[Supplied entries — start]

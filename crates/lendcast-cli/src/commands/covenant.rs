use clap::Args;
use rust_decimal_macros::dec;
use serde_json::{Map, Value};

use lendcast_core::covenants::{self, ComplianceRow};
use lendcast_core::params::ModelParameters;
use lendcast_core::projector;
use lendcast_core::types::Ratio;

use crate::input;

/// Arguments for the covenant compliance schedule
#[derive(Args)]
pub struct CovenantScheduleArgs {
    /// Path to a JSON file holding a full parameter set
    #[arg(long)]
    pub input: Option<String>,
}

pub fn run_covenant_schedule(
    args: CovenantScheduleArgs,
) -> Result<Value, Box<dyn std::error::Error>> {
    let params: ModelParameters = if let Some(ref path) = args.input {
        input::file::read_json(path)?
    } else if let Some(data) = input::stdin::read_stdin()? {
        serde_json::from_value(data)?
    } else {
        return Err("--input file (or piped JSON) is required for the covenant schedule".into());
    };

    let output = projector::project(&params)?;
    let rows = covenants::compliance_schedule(&output.result, &params.covenants);

    let rendered: Vec<Value> = rows.iter().map(render_row).collect();

    let mut envelope = Map::new();
    envelope.insert("result".into(), Value::Array(rendered));
    envelope.insert(
        "warnings".into(),
        serde_json::to_value(&output.warnings)?,
    );
    envelope.insert(
        "methodology".into(),
        Value::String(output.methodology.clone()),
    );
    Ok(Value::Object(envelope))
}

/// Fixed export column order; the CSV and table renderers preserve it.
fn render_row(row: &ComplianceRow) -> Value {
    let mut m = Map::new();
    m.insert("Year".into(), row.year.into());
    m.insert("DSCR".into(), ratio_cell(row.dscr));
    m.insert("DSCR Headroom".into(), ratio_cell(row.dscr_headroom));
    m.insert("DSCR Status".into(), row.dscr_status.to_string().into());
    m.insert("ICR".into(), ratio_cell(row.icr));
    m.insert("ICR Headroom".into(), ratio_cell(row.icr_headroom));
    m.insert("ICR Status".into(), row.icr_status.to_string().into());
    m.insert(
        "Net Debt / EBITDA".into(),
        ratio_cell(row.net_debt_to_ebitda),
    );
    m.insert(
        "Leverage Status".into(),
        row.leverage_status.to_string().into(),
    );
    m.insert("LTV %".into(), percent_cell(row.ltv_pct));
    m.insert("LTV Headroom".into(), percent_cell(row.ltv_headroom));
    m.insert(
        "Total Debt Service".into(),
        row.total_debt_service.to_string().into(),
    );
    m.insert(
        "Cash After Debt Service".into(),
        row.cash_after_debt_service.to_string().into(),
    );
    m.insert("Overall Status".into(), row.overall_status.to_string().into());
    Value::Object(m)
}

fn ratio_cell(ratio: Ratio) -> Value {
    match ratio {
        Ratio::Value(v) => v.to_string().into(),
        Ratio::NotApplicable => "N/A".into(),
    }
}

/// The engine reports LTV as a fraction; the export columns show percent.
fn percent_cell(ratio: Ratio) -> Value {
    match ratio {
        Ratio::Value(v) => (v * dec!(100)).round_dp(2).to_string().into(),
        Ratio::NotApplicable => "N/A".into(),
    }
}

#[cfg(test)]
mod tests {
    use super::*;
    use lendcast_core::covenants::CovenantStatus;

    fn sample_row() -> ComplianceRow {
        ComplianceRow {
            year: 2026,
            dscr: Ratio::Value(dec!(1.45)),
            dscr_headroom: Ratio::Value(dec!(0.25)),
            dscr_status: CovenantStatus::Pass,
            icr: Ratio::Value(dec!(2.8)),
            icr_headroom: Ratio::Value(dec!(0.8)),
            icr_status: CovenantStatus::Pass,
            net_debt_to_ebitda: Ratio::Value(dec!(3.1)),
            leverage_status: CovenantStatus::Pass,
            ltv_pct: Ratio::Value(dec!(0.62)),
            ltv_headroom: Ratio::Value(dec!(0.13)),
            total_debt_service: dec!(27_740_973),
            cash_after_debt_service: dec!(4_500_000),
            overall_status: CovenantStatus::Pass,
        }
    }

    #[test]
    fn test_ltv_columns_rendered_as_percent() {
        let rendered = render_row(&sample_row());
        assert_eq!(rendered["LTV %"], "62.00");
        assert_eq!(rendered["LTV Headroom"], "13.00");
        // Pure ratios stay as fractions
        assert_eq!(rendered["DSCR"], "1.45");
    }

    #[test]
    fn test_not_applicable_ltv_renders_na() {
        let mut row = sample_row();
        row.ltv_pct = Ratio::NotApplicable;
        let rendered = render_row(&row);
        assert_eq!(rendered["LTV %"], "N/A");
    }
}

[Supplied entries — finish]

Exactly as written, output all of the entries.

-- Written response --
filename crates/lendcast-cli/src/commands/covenant.rs
use clap::Args;
use rust_decimal_macros::dec;
use serde_json::{Map, Value};

use lendcast_core::covenants::{self, ComplianceRow};
use lendcast_core::params::ModelParameters;
use lendcast_core::projector;
use lendcast_core::types::Ratio;

use crate::input;

/// Arguments for the covenant compliance schedule
#[derive(Args)]
pub struct CovenantScheduleArgs {
    /// Path to a JSON file holding a full parameter set
    #[arg(long)]
    pub input: Option<String>,
}

pub fn run_covenant_schedule(
    args: CovenantScheduleArgs,
) -> Result<Value, Box<dyn std::error::Error>> {
    let params: ModelParameters = if let Some(ref path) = args.input {
        input::file::read_json(path)?
    } else if let Some(data) = input::stdin::read_stdin()? {
        serde_json::from_value(data)?
    } else {
        return Err("--input file (or piped JSON) is required for the covenant schedule".into());
    };

    let output = projector::project(&params)?;
    let rows = covenants::compliance_schedule(&output.result, &params.covenants);

    let rendered: Vec<Value> = rows.iter().map(render_row).collect();

    let mut envelope = Map::new();
    envelope.insert("result".into(), Value::Array(rendered));
    envelope.insert(
        "warnings".into(),
        serde_json::to_value(&output.warnings)?,
    );
    envelope.insert(
        "methodology".into(),
        Value::String(output.methodology.clone()),
    );
    Ok(Value::Object(envelope))
}

/// Fixed export column order; the CSV and table renderers preserve it.
fn render_row(row: &ComplianceRow) -> Value {
    let mut m = Map::new();
    m.insert("Year".into(), row.year.into());
    m.insert("DSCR".into(), ratio_cell(row.dscr));
    m.insert("DSCR Headroom".into(), ratio_cell(row.dscr_headroom));
    m.insert("DSCR Status".into(), row.dscr_status.to_string().into());
    m.insert("ICR".into(), ratio_cell(row.icr));
    m.insert("ICR Headroom".into(), ratio_cell(row.icr_headroom));
    m.insert("ICR Status".into(), row.icr_status.to_string().into());
    m.insert(
        "Net Debt / EBITDA".into(),
        ratio_cell(row.net_debt_to_ebitda),
    );
    m.insert(
        "Leverage Status".into(),
        row.leverage_status.to_string().into(),
    );
    m.insert("LTV %".into(), percent_cell(row.ltv_pct));
    m.insert("LTV Headroom".into(), percent_cell(row.ltv_headroom));
    m.insert(
        "Total Debt Service".into(),
        row.total_debt_service.to_string().into(),
    );
    m.insert(
        "Cash After Debt Service".into(),
        row.cash_after_debt_service.to_string().into(),
    );
    m.insert("Overall Status".into(), row.overall_status.to_string().into());
    Value::Object(m)
}

fn ratio_cell(ratio: Ratio) -> Value {
    match ratio {
        Ratio::Value(v) => v.to_string().into(),
        Ratio::NotApplicable => "N/A".into(),
    }
}

/// The engine reports LTV as a fraction; the export columns show percent.
fn percent_cell(ratio: Ratio) -> Value {
    match ratio {
        Ratio::Value(v) => (v * dec!(100)).round_dp(2).to_string().into(),
        Ratio::NotApplicable => "N/A".into(),
    }
}

#[cfg(test)]
mod tests {
    use super::*;
    use lendcast_core::covenants::CovenantStatus;

    fn sample_row() -> ComplianceRow {
        ComplianceRow {
            year: 2026,
            dscr: Ratio::Value(dec!(1.45)),
            dscr_headroom: Ratio::Value(dec!(0.25)),
            dscr_status: CovenantStatus::Pass,
            icr: Ratio::Value(dec!(2.8)),
            icr_headroom: Ratio::Value(dec!(0.8)),
            icr_status: CovenantStatus::Pass,
            net_debt_to_ebitda: Ratio::Value(dec!(3.1)),
            leverage_status: CovenantStatus::Pass,
            ltv_pct: Ratio::Value(dec!(0.62)),
            ltv_headroom: Ratio::Value(dec!(0.13)),
            total_debt_service: dec!(27_740_973),
            cash_after_debt_service: dec!(4_500_000),
            overall_status: CovenantStatus::Pass,
        }
    }

    #[test]
    fn test_ltv_columns_rendered_as_percent() {
        let rendered = render_row(&sample_row());
        assert_eq!(rendered["LTV %"], "62.00");
        assert_eq!(rendered["LTV Headroom"], "13.00");
        // Pure ratios stay as fractions
        assert_eq!(rendered["DSCR"], "1.45");
    }

    #[test]
    fn test_not_applicable_ltv_renders_na() {
        let mut row = sample_row();
        row.ltv_pct = Ratio::NotApplicable;
        let rendered = render_row(&row);
        assert_eq!(rendered["LTV %"], "N/A");
    }
}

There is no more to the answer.